Rwandan Hutu Refugees Stalled At Border
Tens of thousands of refugees hoping to leave their increasingly violent host country were stalled Saturday, barred from entering neighboring Tanzania but unwilling to go back to their camps.
About 40,000 people - Rwandans who fled their homeland during last year’s civil war - were stuck in hastily created squatter camps on the road near Gashoho, about 25 miles from the border.
They had begun a march to Tanzania on Thursday, but that country closed its border Friday, saying it couldn’t absorb any more refugees.
Tanzania already houses 600,000 Rwandan refugees, some of the more than 2 million who fled to neighboring countries last July after Tutsi rebels defeated the former Hutu regime.
That regime is blamed for a massacre of up to 500,000 Tutsis during the three-month war. Most of the refugees are Hutus, who feared they would become targets for revenge attacks.
The latest refugee exodus was prompted by an attack Monday in one of seven Rwandan refugee camps in Burundi. Aid workers said 12 Rwandans were killed and 22 wounded in the attack.

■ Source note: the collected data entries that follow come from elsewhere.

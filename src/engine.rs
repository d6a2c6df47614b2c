//! Slotted discrete-event engine (§4.1, §5).
//!
//! Single-threaded and cooperative: callbacks never suspend, and the queue is a
//! plain min-heap keyed by `(asn, priority, insertion order)`. The reference
//! codebase owns its virtual clock behind a singleton (`time_driver.rs`); here
//! that ownership is an explicit struct per the Design Notes instruction against
//! hidden globals, and since callbacks in this crate never need to suspend mid-slot
//! there is no `async` executor underneath — just a classic DES priority queue,
//! using the lazy-deletion pattern `BinaryHeap` itself doesn't support natively.

use std::cmp::Ordering;
use std::collections::{BinaryHeap, HashMap};

pub type Asn = u64;
pub type MoteId = u32;

/// Identifies one schedulable callback slot. Re-scheduling the same tag replaces
/// any still-pending instance (§4.1: "if uniqueTag already scheduled, replace it").
#[derive(Debug, Clone, Copy, PartialEq, Eq, Hash)]
pub enum EventTag {
    ActiveCell(MoteId),
    Propagation,
    AppSendData(MoteId),
    RplDio(MoteId),
    OtfHousekeeping(MoteId),
    TopHousekeeping(MoteId),
    /// Synchronous control delivery used only under `QueuingModel::Synchronous`
    /// (§4.9: "performs the exchange synchronously by calling B directly").
    ControlDelivery(MoteId),
}

/// Priority conventions from §4.1: smaller fires earlier within the same ASN.
pub mod priority {
    pub const ACTIVE_CELL: u8 = 0;
    pub const PROPAGATION: u8 = 1;
    pub const APP_SEND_DATA: u8 = 2;
    pub const RPL_DIO: u8 = 3;
    pub const OTF_HOUSEKEEPING: u8 = 4;
    pub const TOP_HOUSEKEEPING: u8 = 5;
    pub const CONTROL_SEND_REQUEST: u8 = 10;
    pub const CONTROL_SEND_ANSWER: u8 = 11;
}

#[derive(Debug, Clone, Copy, Eq, PartialEq)]
struct HeapKey {
    asn: Asn,
    priority: u8,
    seq: u64,
}

impl Ord for HeapKey {
    fn cmp(&self, other: &Self) -> Ordering {
        // BinaryHeap is a max-heap; reverse the natural (asn, priority, seq)
        // ordering so the smallest tuple (earliest, highest-priority, oldest) pops first.
        (other.asn, other.priority, other.seq).cmp(&(self.asn, self.priority, self.seq))
    }
}

impl PartialOrd for HeapKey {
    fn partial_cmp(&self, other: &Self) -> Option<Ordering> {
        Some(self.cmp(other))
    }
}

struct HeapEntry {
    key: HeapKey,
    tag: EventTag,
}

impl Ord for HeapEntry {
    fn cmp(&self, other: &Self) -> Ordering {
        self.key.cmp(&other.key)
    }
}
impl PartialEq for HeapEntry {
    fn eq(&self, other: &Self) -> bool {
        self.key == other.key
    }
}
impl Eq for HeapEntry {}
impl PartialOrd for HeapEntry {
    fn partial_cmp(&self, other: &Self) -> Option<Ordering> {
        Some(self.cmp(other))
    }
}

/// ASN-indexed, priority-ordered event queue.
pub struct Engine {
    asn: Asn,
    heap: BinaryHeap<HeapEntry>,
    /// Maps a still-valid tag to the sequence number of its current heap entry,
    /// so popped entries made stale by `remove_event` or a replacing schedule
    /// call are silently skipped (lazy deletion — `BinaryHeap` has no
    /// `remove`/`decrease-key` of its own).
    live: HashMap<EventTag, u64>,
    next_seq: u64,
}

impl Engine {
    pub fn new() -> Self {
        Engine {
            asn: 0,
            heap: BinaryHeap::new(),
            live: HashMap::new(),
            next_seq: 0,
        }
    }

    pub fn asn(&self) -> Asn {
        self.asn
    }

    /// Install a one-shot event at an absolute ASN, replacing any pending
    /// instance with the same tag.
    pub fn schedule_at_asn(&mut self, asn: Asn, tag: EventTag, priority: u8) {
        let seq = self.next_seq;
        self.next_seq += 1;
        self.live.insert(tag, seq);
        self.heap.push(HeapEntry {
            key: HeapKey { asn, priority, seq },
            tag,
        });
    }

    /// `scheduleAtAsn(currentAsn + ceil(delay/slotDuration), ...)`.
    pub fn schedule_in(&mut self, delay_slots: u64, tag: EventTag, priority: u8) {
        self.schedule_at_asn(self.asn + delay_slots.max(1), tag, priority);
    }

    /// Cancel a pending event by tag, if any.
    pub fn remove_event(&mut self, tag: EventTag) {
        self.live.remove(&tag);
    }

    /// Whether `tag` currently has a pending, non-cancelled instance.
    pub fn is_scheduled(&self, tag: EventTag) -> bool {
        self.live.contains_key(&tag)
    }

    /// Pop the globally earliest, highest-priority, oldest-inserted still-valid
    /// event and advance the ASN clock to it. Re-entrant scheduling during
    /// dispatch is safe: a handler calling `schedule_at_asn` for the current
    /// (or an earlier, impossible) ASN is folded into the same heap and will be
    /// popped in its correct priority order before the engine moves on.
    pub fn step(&mut self) -> Option<(Asn, EventTag)> {
        loop {
            let entry = self.heap.pop()?;
            match self.live.get(&entry.tag) {
                Some(&seq) if seq == entry.key.seq => {
                    self.live.remove(&entry.tag);
                    self.asn = entry.key.asn;
                    log::trace!("asn={}: firing {:?}", entry.key.asn, entry.tag);
                    return Some((entry.key.asn, entry.tag));
                }
                _ => continue, // stale: replaced or removed since insertion
            }
        }
    }
}

impl Default for Engine {
    fn default() -> Self {
        Self::new()
    }
}

#[cfg(test)]
mod tests {
    use super::*;

    #[test]
    fn fires_in_ascending_asn_then_priority_order() {
        let mut engine = Engine::new();
        engine.schedule_at_asn(5, EventTag::Propagation, priority::PROPAGATION);
        engine.schedule_at_asn(5, EventTag::ActiveCell(1), priority::ACTIVE_CELL);
        engine.schedule_at_asn(3, EventTag::RplDio(2), priority::RPL_DIO);

        let (asn1, tag1) = engine.step().unwrap();
        assert_eq!(asn1, 3);
        assert_eq!(tag1, EventTag::RplDio(2));

        let (asn2, tag2) = engine.step().unwrap();
        assert_eq!(asn2, 5);
        assert_eq!(tag2, EventTag::ActiveCell(1));

        let (asn3, tag3) = engine.step().unwrap();
        assert_eq!(asn3, 5);
        assert_eq!(tag3, EventTag::Propagation);

        assert!(engine.step().is_none());
    }

    #[test]
    fn ties_broken_by_insertion_order() {
        let mut engine = Engine::new();
        engine.schedule_at_asn(1, EventTag::ActiveCell(1), priority::ACTIVE_CELL);
        engine.schedule_at_asn(1, EventTag::ActiveCell(2), priority::ACTIVE_CELL);
        engine.schedule_at_asn(1, EventTag::ActiveCell(3), priority::ACTIVE_CELL);

        let mut order = Vec::new();
        while let Some((_, tag)) = engine.step() {
            order.push(tag);
        }
        assert_eq!(
            order,
            vec![EventTag::ActiveCell(1), EventTag::ActiveCell(2), EventTag::ActiveCell(3)]
        );
    }

    #[test]
    fn rescheduling_same_tag_replaces_pending_instance() {
        let mut engine = Engine::new();
        engine.schedule_at_asn(10, EventTag::OtfHousekeeping(1), priority::OTF_HOUSEKEEPING);
        engine.schedule_at_asn(2, EventTag::OtfHousekeeping(1), priority::OTF_HOUSEKEEPING);

        let (asn, tag) = engine.step().unwrap();
        assert_eq!(asn, 2);
        assert_eq!(tag, EventTag::OtfHousekeeping(1));
        assert!(engine.step().is_none(), "stale instance at asn=10 must not fire");
    }

    #[test]
    fn remove_event_cancels_pending_instance() {
        let mut engine = Engine::new();
        engine.schedule_at_asn(10, EventTag::TopHousekeeping(1), priority::TOP_HOUSEKEEPING);
        engine.remove_event(EventTag::TopHousekeeping(1));
        assert!(engine.step().is_none());
    }

    #[test]
    fn reentrant_scheduling_during_dispatch_is_ordered_correctly() {
        let mut engine = Engine::new();
        engine.schedule_at_asn(1, EventTag::ActiveCell(1), priority::ACTIVE_CELL);

        let (asn, tag) = engine.step().unwrap();
        assert_eq!((asn, tag), (1, EventTag::ActiveCell(1)));
        // Handler re-enters scheduling at the same ASN with an earlier priority.
        engine.schedule_at_asn(1, EventTag::Propagation, priority::PROPAGATION);
        engine.schedule_at_asn(1, EventTag::ActiveCell(2), priority::ACTIVE_CELL);

        let (_, tag2) = engine.step().unwrap();
        assert_eq!(tag2, EventTag::Propagation);
        let (_, tag3) = engine.step().unwrap();
        assert_eq!(tag3, EventTag::ActiveCell(2));
    }

    #[test]
    fn asn_starts_at_zero() {
        let engine = Engine::new();
        assert_eq!(engine.asn(), 0);
    }
}
impl Simulation {
    /// Re-arm `ActiveCell(id)` at the earliest future slot offset present in
    /// the mote's schedule (§4.4 Scheduling).
    pub fn tsch_schedule_active_cell(&mut self, id: MoteId) {
        let slotframe_length = self.settings.slotframe_length as u64;
        let asn = self.engine.asn();
        let cur_ts = asn % slotframe_length;
        let mote = &self.motes[id as usize];
        let mut best_delta: Option<u64> = None;
        for &ts in mote.schedule.keys() {
            let ts = ts as u64;
            let delta = if ts > cur_ts {
                ts - cur_ts
            } else {
                slotframe_length - cur_ts + ts
            };
            let delta = if delta == 0 { slotframe_length } else { delta };
            best_delta = Some(best_delta.map_or(delta, |b| b.min(delta)));
        }
        if let Some(delta) = best_delta {
            self.engine.schedule_in(delta, EventTag::ActiveCell(id), priority::ACTIVE_CELL);
        }
    }

    /// §4.4: dispatch on the active cell's direction.
    pub fn activate_cell(&mut self, id: MoteId) {
        let asn = self.engine.asn();
        let ts = (asn % self.settings.slotframe_length as u64) as u16;
        debug_assert!(
            self.motes[id as usize].waiting_for != WaitingFor::Rx,
            "entry into active-cell handler must not find a stale RX wait"
        );

        if let Some(cell) = self.motes[id as usize].schedule.get(&ts).cloned() {
            match cell.dir {
                CellDirection::Shared => self.activate_shared(id, ts),
                CellDirection::Rx => self.activate_rx(id, &cell),
                CellDirection::Tx => self.activate_tx(id, &cell, ts),
            }
        }
        self.tsch_schedule_active_cell(id);
    }

    fn activate_rx(&mut self, id: MoteId, cell: &Cell) {
        self.propagation.start_rx(id, cell.channel);
        self.motes[id as usize].waiting_for = WaitingFor::Rx;
    }

    fn activate_tx(&mut self, id: MoteId, cell: &Cell, ts: u16) {
        let neighbor = match cell.neighbor {
            Some(n) => n,
            None => return,
        };
        let packet = if self.settings.opportunist && self.motes[id as usize].pkt_to_send_alloc.is_some() {
            self.motes[id as usize].pkt_to_send_alloc.take()
        } else {
            self.motes[id as usize].data_queue.front().cloned()
        };

        let Some(packet) = packet else {
            if self.is_shared_slot_offset(ts) {
                self.propagation.start_rx(id, SHARED_CHANNEL);
                self.motes[id as usize].waiting_for = WaitingFor::Shared;
            }
            return;
        };

        self.motes[id as usize].schedule.get_mut(&ts).unwrap().num_tx += 1;
        self.start_transmission(id, neighbor, cell.channel, packet, false);
    }

    fn is_shared_slot_offset(&self, ts: u16) -> bool {
        self.settings.shared_slot_offsets().contains(&ts)
    }

    fn activate_shared(&mut self, id: MoteId, ts: u16) {
        let mote = &mut self.motes[id as usize];
        if mote.send_control_delay > 0 {
            mote.send_control_delay -= 1;
            mote.waiting_for = WaitingFor::Shared;
            self.propagation.start_rx(id, SHARED_CHANNEL);
            return;
        }

        match self.pick_control_candidate(id) {
            Some((from_high, packet)) => {
                if self.should_transmit_now_on_shared(id, &packet) {
                    self.remove_control_packet(id, from_high, &packet);
                    let dmac = packet.next_hop;
                    self.start_transmission(id, dmac, SHARED_CHANNEL, packet, true);
                } else {
                    self.motes[id as usize].pkt_to_send_alloc = Some(packet);
                    self.motes[id as usize].waiting_for = WaitingFor::Shared;
                    self.propagation.start_rx(id, SHARED_CHANNEL);
                }
            }
            None => {
                let _ = ts;
                self.motes[id as usize].waiting_for = WaitingFor::Shared;
                self.propagation.start_rx(id, SHARED_CHANNEL);
            }
        }
    }

    /// Peek (never removes) the control packet this mote would send next.
    fn pick_control_candidate(&self, id: MoteId) -> Option<(bool, Packet)> {
        let mote = &self.motes[id as usize];
        match self.settings.queuing {
            crate::settings::QueuingModel::Dual => {
                if let Some(p) = mote.control_queue_high.front() {
                    return Some((true, p.clone()));
                }
                mote.control_queue_normal.front().map(|p| (false, p.clone()))
            }
            crate::settings::QueuingModel::Single | crate::settings::QueuingModel::Synchronous => {
                if let Some(answer) = mote.control_queue_normal.iter().find(|p| p.is_control_op(ControlOp::Answer)) {
                    return Some((false, answer.clone()));
                }
                mote.control_queue_normal.front().map(|p| (false, p.clone()))
            }
        }
    }

    fn remove_control_packet(&mut self, id: MoteId, from_high: bool, packet: &Packet) {
        let seq = packet.control.as_ref().map(|c| c.seq);
        let mote = &mut self.motes[id as usize];
        let q = if from_high { &mut mote.control_queue_high } else { &mut mote.control_queue_normal };
        q.remove_first(|p| p.control.as_ref().map(|c| c.seq) == seq && p.sender == packet.sender && p.next_hop == packet.next_hop);
    }

    /// §4.4 TX-cell branch condition: transmit now rather than hold for
    /// opportunistic piggyback.
    fn should_transmit_now_on_shared(&self, id: MoteId, packet: &Packet) -> bool {
        if !self.settings.opportunist {
            return true;
        }
        if packet.is_control_op(ControlOp::Answer) {
            return true;
        }
        let mote = &self.motes[id as usize];
        if mote.num_cells_to(packet.next_hop) == 0 {
            return true;
        }
        let otf_start = *mote.otf_status.get(&packet.next_hop).unwrap_or(&true);
        !otf_start
    }

    fn start_transmission(&mut self, smac: MoteId, dmac: MoteId, channel: u8, packet: Packet, on_shared: bool) {
        let asn = self.engine.asn();
        let arrival_time_us = self.motes[smac as usize].calc_time(asn, self.settings.slot_duration_s);
        let _ = on_shared;
        self.propagation.start_tx(TxIntent {
            channel,
            smac,
            dmac,
            arrival_time_us,
            packet,
        });
    }

    /// §4.5.
    pub fn mote_tx_done(&mut self, smac: MoteId, asn_at_tx: crate::engine::Asn, ts: u16, outcome: TxOutcome, packet: &Packet) {
        if let Some(cell) = self.motes[smac as usize].schedule.get_mut(&ts) {
            if cell.dir != CellDirection::Rx {
                // A NACK still counts as a received frame for cell-PDR purposes
                // (§4.5); only a plain link failure should pull the PDR down.
                cell.record_tx_outcome(outcome.acked || outcome.nacked);
            }
        }

        let is_control = packet.kind == crate::packet::PacketKind::Control;

        if outcome.acked {
            if Some(packet.next_hop) == self.motes[smac as usize].preferred_parent {
                self.motes[smac as usize].time_corrected_slot = asn_at_tx;
            }
            self.dequeue_sent_packet(smac, packet);
            if is_control {
                self.motes[smac as usize].send_control_delay = 0;
                self.motes[smac as usize].mac_backoff_nb = 0;
                self.motes[smac as usize].backoff_exponent = 0;
                self.motes[smac as usize].request_triggered.remove(&packet.next_hop);
            }
            return;
        }

        // NACK or plain failure share the same retry/backoff/abort flow (§4.5).
        if is_control {
            self.control_tx_failed(smac, packet);
        } else {
            let mote = &mut self.motes[smac as usize];
            let exhausted = match mote.data_queue.front_mut() {
                Some(head) if Self::same_packet(head, packet) => {
                    if head.retries_left > 0 {
                        head.retries_left -= 1;
                    }
                    head.retries_left == 0
                }
                _ => false,
            };
            if exhausted {
                mote.data_queue.pop_front();
                mote.dropped_mac_retries += 1;
                log::debug!("mote {smac}: data packet to {} dropped, retries exhausted", packet.next_hop);
            }
        }
    }

    fn control_tx_failed(&mut self, smac: MoteId, packet: &Packet) {
        let mote = &mut self.motes[smac as usize];
        mote.mac_backoff_nb += 1;
        mote.backoff_exponent = (mote.backoff_exponent + 1).min(MAC_MAX_BE);
        let max_delay = 1u32 << mote.backoff_exponent;
        mote.send_control_delay = self.rng.gen_range(1..=max_delay);

        let exhausted = mote.mac_backoff_nb >= MAC_MAX_CSMA_BACKOFFS;
        if exhausted {
            mote.mac_backoff_nb = 0;
            mote.backoff_exponent = 0;
            log::debug!("mote {smac}: control frame to {} exhausted CSMA backoffs, aborting transaction", packet.next_hop);
            self.abort_own_transaction(smac);
            if !packet.is_control_op(ControlOp::Req) {
                self.abort_peer_transaction(packet.next_hop, smac);
            }
        }
    }

    fn same_packet(a: &Packet, b: &Packet) -> bool {
        a.origin == b.origin && a.origin_asn == b.origin_asn && a.sender == b.sender
    }

    fn dequeue_sent_packet(&mut self, smac: MoteId, packet: &Packet) {
        let mote = &mut self.motes[smac as usize];
        match packet.kind {
            crate::packet::PacketKind::Data => {
                if matches!(mote.data_queue.front(), Some(head) if Self::same_packet(head, packet)) {
                    mote.data_queue.pop_front();
                }
            }
            crate::packet::PacketKind::Control => {
                let seq = packet.control.as_ref().map(|c| c.seq);
                mote.control_queue_high
                    .remove_first(|p| p.control.as_ref().map(|c| c.seq) == seq && p.next_hop == packet.next_hop);
                mote.control_queue_normal
                    .remove_first(|p| p.control.as_ref().map(|c| c.seq) == seq && p.next_hop == packet.next_hop);
            }
        }
    }

    /// §4.6: a successful decode at `receiver`. Returns whether the frame was
    /// accepted (feeds `isACKed`/`isNACKed` back at the caller).
    pub fn mote_rx_done(&mut self, receiver: MoteId, sender: MoteId, asn: crate::engine::Asn, packet: Packet) -> bool {
        self.motes[receiver as usize].waiting_for = WaitingFor::None;

        match packet.kind {
            crate::packet::PacketKind::Data => {
                if self.motes[receiver as usize].is_root {
                    let latency = asn.saturating_sub(packet.origin_asn);
                    let m = &mut self.motes[receiver as usize];
                    m.app_reaches_dagroot += 1;
                    m.latency_sum_slots += latency;
                    m.latency_count += 1;
                    true
                } else {
                    // Accumulated here, folded into the EMA and reset by OTF housekeeping (§4.8 step 1).
                    *self.motes[receiver as usize].moving_avg_incoming_traffic.entry(sender).or_insert(0.0) += 1.0;
                    let mut relayed = packet.clone();
                    relayed.hop_count += 1;
                    relayed.sender = receiver;
                    let next_hop = self.motes[receiver as usize].preferred_parent;
                    match next_hop {
                        Some(next_hop) => {
                            relayed.next_hop = next_hop;
                            let accepted = self.motes[receiver as usize].data_queue.push_back(relayed);
                            if !accepted {
                                self.motes[receiver as usize].dropped_queue_full += 1;
                                log::debug!("mote {receiver}: dropping relayed packet from {sender}, data queue full");
                            }
                            accepted
                        }
                        None => {
                            self.motes[receiver as usize].dropped_no_route += 1;
                            log::debug!("mote {receiver}: dropping relayed packet from {sender}, no route to root");
                            false
                        }
                    }
                }
            }
            crate::packet::PacketKind::Control => self.dispatch_control(receiver, sender, asn, packet),
        }
    }

    pub(crate) fn dispatch_control(&mut self, receiver: MoteId, sender: MoteId, asn: crate::engine::Asn, packet: Packet) -> bool {
        let Some(control) = packet.control.clone() else { return false };
        let expected = self.motes[receiver as usize].expected_seq_from_neighbor.entry(sender).or_insert(0);
        let in_order = control.seq == *expected + 1;
        *expected = control.seq; // resync on mismatch too (§4.10, §9)
        if !in_order {
            return false;
        }

        let _ = asn;
        match control.op {
            ControlOp::Req => self.sixtop_handle_req(receiver, sender, &control),
            ControlOp::Answer => self.sixtop_handle_answer(receiver, sender, &control),
            ControlOp::Confirmation => self.sixtop_handle_confirmation(receiver, sender, &control),
            ControlOp::Otf => {
                self.motes[receiver as usize]
                    .otf_status
                    .insert(sender, control.otf_signal.unwrap_or(true));
                true
            }
        }
    }

    /// §4.6 idle-listen: no frame decoded this slot for `mote`, optionally with
    /// a capture collision detected purely for bookkeeping.
    pub fn mote_rx_idle(&mut self, mote: MoteId, ts: u16, detected_collision: bool) {
        self.motes[mote as usize].waiting_for = WaitingFor::None;
        self.motes[mote as usize].battery_charge += 1.0;
        if detected_collision {
            if let Some(cell) = self.motes[mote as usize].schedule.get_mut(&ts) {
                cell.rx_detected_collision = true;
            }
        }
    }

    /// §4.9 abort flow, initiator side.
    pub fn abort_own_transaction(&mut self, id: MoteId) {
        let mote = &mut self.motes[id as usize];
        if let Some(pending) = mote.pending_transaction.take() {
            for slot in pending.allocated_cells {
                mote.remove_cell(slot);
            }
            mote.request_triggered.remove(&pending.peer);
            mote.transaction_aborted += 1;
        }
    }

    /// §4.9 abort flow, responder side (symmetric rollback, no stat increment
    /// since the stat is counted once by the transaction's initiator).
    pub fn abort_peer_transaction(&mut self, id: MoteId, peer: MoteId) {
        let mote = &mut self.motes[id as usize];
        if matches!(&mote.pending_transaction, Some(p) if p.peer == peer) {
            if let Some(pending) = mote.pending_transaction.take() {
                for slot in pending.allocated_cells {
                    mote.remove_cell(slot);
                }
            }
        }
    }
}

Paul Stromberg, a U.N. refugee agency spokesman in Rwanda, said the refugees also were frightened by fighting in Ngozi, in north-central Burundi, and by rumors that Rwandan Tutsis would cross the border to carry out massacres on April 7 to avenge last year’s genocide.
In Rumonge, a town in southern Burundi, 22 people were killed in clashes between security forces and armed civilians, Burundian radio reported Saturday.
The U.N. High Commissioner for Refugees offered the Rwandan refugees rides back to their camps in Burundi, believing they would be safer there. A few hundred accepted, but Burundian soldiers stopped the convoy of six trucks and turned it back. The reason was unclear.
There was no sign Tanzania would relent and reopen its border.